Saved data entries
_ _ _

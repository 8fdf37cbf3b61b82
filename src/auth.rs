//! Login collaborator.
//!
//! The planner has no account system. Login goes through an [`Authenticator`]
//! so a real credential check can be plugged in later; the only implementation
//! shipped accepts anything.

use async_trait::async_trait;

/// What the login form submits.
#[derive(Clone, Debug, Default, PartialEq, Eq)]
pub struct Credentials {
    pub username: String,
    pub password: String,
}

/// Errors an authenticator may report.
#[derive(Debug, thiserror::Error)]
pub enum AuthError {
    #[error("Invalid credentials for '{0}'")]
    InvalidCredentials(String),

    #[error("Authentication unavailable: {0}")]
    Unavailable(String),
}

/// Interface every login backend implements.
#[async_trait]
pub trait Authenticator: Send + Sync {
    /// Short identifier used in logs.
    fn name(&self) -> &str;

    async fn authenticate(&self, credentials: &Credentials) -> Result<(), AuthError>;
}

/// Mock authenticator: every login succeeds, empty fields included.
#[derive(Debug, Default, Clone, Copy)]
pub struct AcceptAllAuthenticator;

#[async_trait]
impl Authenticator for AcceptAllAuthenticator {
    fn name(&self) -> &str {
        "accept-all"
    }

    async fn authenticate(&self, credentials: &Credentials) -> Result<(), AuthError> {
        log::info!("Auth: accepting login for '{}'", credentials.username);
        Ok(())
    }
}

_ _ _

[EXERCISE PROMPT] Only the lines from the one containing "The planner has" through the final line of the data belong in the answer, repeated exactly.

[WRITTEN SOLUTION]
//! The planner has no account system. Login goes through an [`Authenticator`]
//! so a real credential check can be plugged in later; the only implementation
//! shipped accepts anything.

use async_trait::async_trait;

/// What the login form submits.
#[derive(Clone, Debug, Default, PartialEq, Eq)]
pub struct Credentials {
    pub username: String,
    pub password: String,
}

/// Errors an authenticator may report.
#[derive(Debug, thiserror::Error)]
pub enum AuthError {
    #[error("Invalid credentials for '{0}'")]
    InvalidCredentials(String),

    #[error("Authentication unavailable: {0}")]
    Unavailable(String),
}

/// Interface every login backend implements.
#[async_trait]
pub trait Authenticator: Send + Sync {
    /// Short identifier used in logs.
    fn name(&self) -> &str;

    async fn authenticate(&self, credentials: &Credentials) -> Result<(), AuthError>;
}

/// Mock authenticator: every login succeeds, empty fields included.
#[derive(Debug, Default, Clone, Copy)]
pub struct AcceptAllAuthenticator;

#[async_trait]
impl Authenticator for AcceptAllAuthenticator {
    fn name(&self) -> &str {
        "accept-all"
    }

    async fn authenticate(&self, credentials: &Credentials) -> Result<(), AuthError> {
        log::info!("Auth: accepting login for '{}'", credentials.username);
        Ok(())
    }
}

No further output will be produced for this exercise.